The war began when the Confederates bombarded Union soldiers at Fort Sumter, South Carolina on April 12, 1861. The war ended in Spring, 1865. Robert E. Lee surrendered the last major Confederate army to Ulysses S. Grant at Appomattox Courthouse on April 9, 1865.
The Civil War, also known as “The War Between the States,” was fought between the United States of America and the Confederate States of America, a collection of eleven southern states that left the Union in 1860 and 1861 and formed their own country in order to protect the institution of slavery. Jefferson Davis, a former U.S. Senator and Secretary of War, was appointed President of the Confederate States of America. The United States thought that the southern states were wrong to leave the Union and initiated a war that raged across the country for four years. In 1865, the United States defeated the Confederate States and abolished slavery nation-wide.
The United States government has identified 384 battles that had a significant impact on the larger war. Many of these battlefields have been developed—turned into shopping malls, pizza parlors, housing developments, etc.—and many more are threatened by development. Since the end of the Civil War, veterans and other citizens have struggled to preserve the fields on which Americans fought and died. The Civil War Trust and its partners have preserved more than 36,000 acres of battlefield land.

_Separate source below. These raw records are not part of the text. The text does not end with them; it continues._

use noisy_float::prelude::*;

use crate::btag::TaggedJets;
use crate::four_vector::FourVector;
use crate::preselection::Roles;

/// Everything the analysis channels need to know about one event
///
/// Built from scratch for every event that passes the preselection.
#[derive(Clone, Debug, PartialEq)]
pub struct EventContext {
    pub weight: N64,
    /// Selected jets with their b tags, by decreasing transverse momentum
    pub jets: TaggedJets,
    pub roles: Roles,
    pub met_4v: FourVector,
    /// Missing transverse momentum
    pub met: N64,
    /// Di-lepton invariant mass
    pub m_ll: N64,
    /// Transverse mass of the di-lepton + missing momentum system
    pub m_trans_ll_met: N64,
    /// Invariant mass of the positive lepton and its neutrino
    pub m_w_plus: Option<N64>,
    /// Invariant mass of the negative lepton and its neutrino
    pub m_w_minus: Option<N64>,
}

impl EventContext {
    pub fn new(weight: N64, jets: TaggedJets, roles: Roles, met_4v: FourVector) -> Self {
        let p_plus = roles.lepton_plus.momentum();
        let p_minus = roles.lepton_minus.momentum();
        let p_ll = p_plus + p_minus;
        let m_ll = p_ll.m();
        let m_trans_ll_met = transverse_mass(&p_ll, &met_4v);
        let m_w_plus = roles.nu_plus.map(|nu| (p_plus + nu.p).m());
        let m_w_minus = roles.nu_minus.map(|nu| (p_minus + nu.p).m());
        Self {
            weight,
            jets,
            roles,
            met: met_4v.pt(),
            met_4v,
            m_ll,
            m_trans_ll_met,
            m_w_plus,
            m_w_minus,
        }
    }

    /// Transverse momenta of the leading and subleading lepton
    pub fn lepton_pts(&self) -> (N64, N64) {
        let pt_plus = self.roles.lepton_plus.momentum().pt();
        let pt_minus = self.roles.lepton_minus.momentum().pt();
        if pt_plus > pt_minus {
            (pt_plus, pt_minus)
        } else {
            (pt_minus, pt_plus)
        }
    }
}

/// Transverse mass of a visible system and missing momentum
///
/// m_T^2 = (E_T + |p_T^miss|)^2 - |p_T + p_T^miss|^2 with
/// E_T = \sqrt{p_T^2 + m^2} of the visible system
pub fn transverse_mass(visible: &FourVector, missing: &FourVector) -> N64 {
    let m_sq = std::cmp::max(visible.m_sq(), n64(0.));
    let et_vis = (visible.pt() * visible.pt() + m_sq).sqrt();
    let et_miss = missing.pt();
    let [px_vis, py_vis] = visible.pt_vec();
    let [px_miss, py_miss] = missing.pt_vec();
    let px = px_vis + px_miss;
    let py = py_vis + py_miss;
    let mt_sq = (et_vis + et_miss) * (et_vis + et_miss) - px * px - py * py;
    std::cmp::max(mt_sq, n64(0.)).sqrt()
}

#[cfg(test)]
mod tests {
    use super::*;

    use std::f64::consts::PI;

    use particle_id::ParticleID;

    use crate::particle::{DressedLepton, Particle};

    fn lepton(id: i32, charge: i32, pt: f64, phi: f64) -> DressedLepton {
        let p = FourVector::from_pt_eta_phi_m(pt, 0., phi, 0.);
        DressedLepton::bare(Particle::new(ParticleID::new(id), charge, p))
    }

    #[test]
    fn transverse_mass_w() {
        // massless lepton and neutrino back to back: m_T = 2 p_T
        let l = FourVector::from_pt_eta_phi_m(40., 0.3, 0., 0.);
        let nu = FourVector::from_pt_eta_phi_m(40., 0., PI, 0.);
        assert!((transverse_mass(&l, &nu).raw() - 80.).abs() < 1e-9);
        // collinear: m_T = 0
        let nu = FourVector::from_pt_eta_phi_m(40., 0., 0., 0.);
        assert!(transverse_mass(&l, &nu).raw().abs() < 1e-4);
    }

    #[test]
    fn derived_quantities() {
        let roles = Roles {
            lepton_plus: lepton(-13, 1, 40., PI / 2.),
            lepton_minus: lepton(11, -1, 30., -PI / 2.),
            nu_plus: Some(Particle::new(
                ParticleID::new(14),
                0,
                FourVector::from_pt_eta_phi_m(40., 0., -PI / 2., 0.),
            )),
            nu_minus: None,
            bjet_plus: None,
            bjet_minus: None,
        };
        let met = FourVector::from_pt_eta_phi_m(60., 0., 0., 0.);
        let ctx = EventContext::new(n64(1.), TaggedJets::default(), roles, met);
        assert!((ctx.met.raw() - 60.).abs() < 1e-9);
        // back-to-back leptons: m_ll^2 = 4 pt1 pt2
        assert!((ctx.m_ll.raw() - 4800f64.sqrt()).abs() < 1e-6);
        assert!((ctx.m_trans_ll_met.raw() - 13200f64.sqrt()).abs() < 1e-6);
        assert!((ctx.m_w_plus.unwrap().raw() - 80.).abs() < 1e-6);
        assert_eq!(ctx.m_w_minus, None);
        let (pt1, pt2) = ctx.lepton_pts();
        assert!((pt1.raw() - 40.).abs() < 1e-9);
        assert!((pt2.raw() - 30.).abs() < 1e-9);
    }
}
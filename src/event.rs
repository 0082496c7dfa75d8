use noisy_float::prelude::*;
use serde::{Deserialize, Serialize};

use crate::four_vector::FourVector;
use crate::particle::{DressedLepton, Jet, Particle, UnstableParticle};

/// Reconstructed objects of a single scattering event
///
/// These are the inputs to the analysis: everything upstream, e.g.
/// jet clustering and lepton dressing, has already happened.
#[derive(Deserialize, Serialize, Clone, PartialEq, Eq, Debug)]
pub struct Event {
    #[serde(default)]
    pub(crate) id: Option<usize>,
    #[serde(default = "unit_weight")]
    pub weight: N64,
    /// Final-state particles except neutrinos
    #[serde(default)]
    pub visible: Vec<Particle>,
    /// Leading neutrinos
    #[serde(default)]
    pub neutrinos: Vec<Particle>,
    /// Dressed electrons
    #[serde(default)]
    pub electrons: Vec<DressedLepton>,
    /// Dressed muons
    #[serde(default)]
    pub muons: Vec<DressedLepton>,
    #[serde(default)]
    pub jets: Vec<Jet>,
    #[serde(default)]
    pub missing_momentum: FourVector,
    /// Unstable particles for b hadron identification
    #[serde(default)]
    pub unstable: Vec<UnstableParticle>,
}

fn unit_weight() -> N64 {
    n64(1.)
}

impl Default for Event {
    fn default() -> Self {
        Self {
            id: None,
            weight: unit_weight(),
            visible: Vec::new(),
            neutrinos: Vec::new(),
            electrons: Vec::new(),
            muons: Vec::new(),
            jets: Vec::new(),
            missing_momentum: FourVector::new(),
            unstable: Vec::new(),
        }
    }
}

impl Event {
    /// An empty event with unit weight
    pub fn new() -> Self {
        Self::default()
    }

    pub fn id(&self) -> Option<usize> {
        self.id
    }
}

#[derive(Clone, PartialEq, Eq, Debug)]
pub struct EventBuilder {
    event: Event,
}

impl Default for EventBuilder {
    fn default() -> Self {
        Self::new()
    }
}

impl EventBuilder {
    pub fn new() -> Self {
        Self {
            event: Event::new(),
        }
    }

    pub fn id(&mut self, id: usize) -> &mut Self {
        self.event.id = Some(id);
        self
    }

    pub fn weight(&mut self, weight: N64) -> &mut Self {
        self.event.weight = weight;
        self
    }

    pub fn add_visible(&mut self, p: Particle) -> &mut Self {
        self.event.visible.push(p);
        self
    }

    pub fn add_neutrino(&mut self, p: Particle) -> &mut Self {
        self.event.neutrinos.push(p);
        self
    }

    /// Add a dressed electron
    ///
    /// The bare electron is also added to the visible final state.
    pub fn add_electron(&mut self, l: DressedLepton) -> &mut Self {
        self.add_dressed_visible(&l);
        self.event.electrons.push(l);
        self
    }

    /// Add a dressed muon
    ///
    /// The bare muon is also added to the visible final state.
    pub fn add_muon(&mut self, l: DressedLepton) -> &mut Self {
        self.add_dressed_visible(&l);
        self.event.muons.push(l);
        self
    }

    fn add_dressed_visible(&mut self, l: &DressedLepton) {
        self.event.visible.push(l.lepton);
        self.event.visible.extend_from_slice(&l.photons);
    }

    pub fn add_jet(&mut self, jet: Jet) -> &mut Self {
        self.event.jets.push(jet);
        self
    }

    pub fn missing_momentum(&mut self, p: FourVector) -> &mut Self {
        self.event.missing_momentum = p;
        self
    }

    pub fn add_unstable(&mut self, p: UnstableParticle) -> &mut Self {
        self.event.unstable.push(p);
        self
    }

    pub fn build(&self) -> Event {
        self.event.clone()
    }
}

impl From<EventBuilder> for Event {
    fn from(b: EventBuilder) -> Self {
        b.event
    }
}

At the beginning of the Civil War, 22 million people lived in the North and 9 million people (4 million of whom were slaves) lived in the South. The North also had more money, more factories, more horses, more railroads, and more food. These advantages made the United States much more powerful than the Confederate States. However, the Confederates were fighting defensively and their soldiers and generals frequently proved to be more skilled than their northern counterparts, allowing them to mount a stubborn resistance to the United States.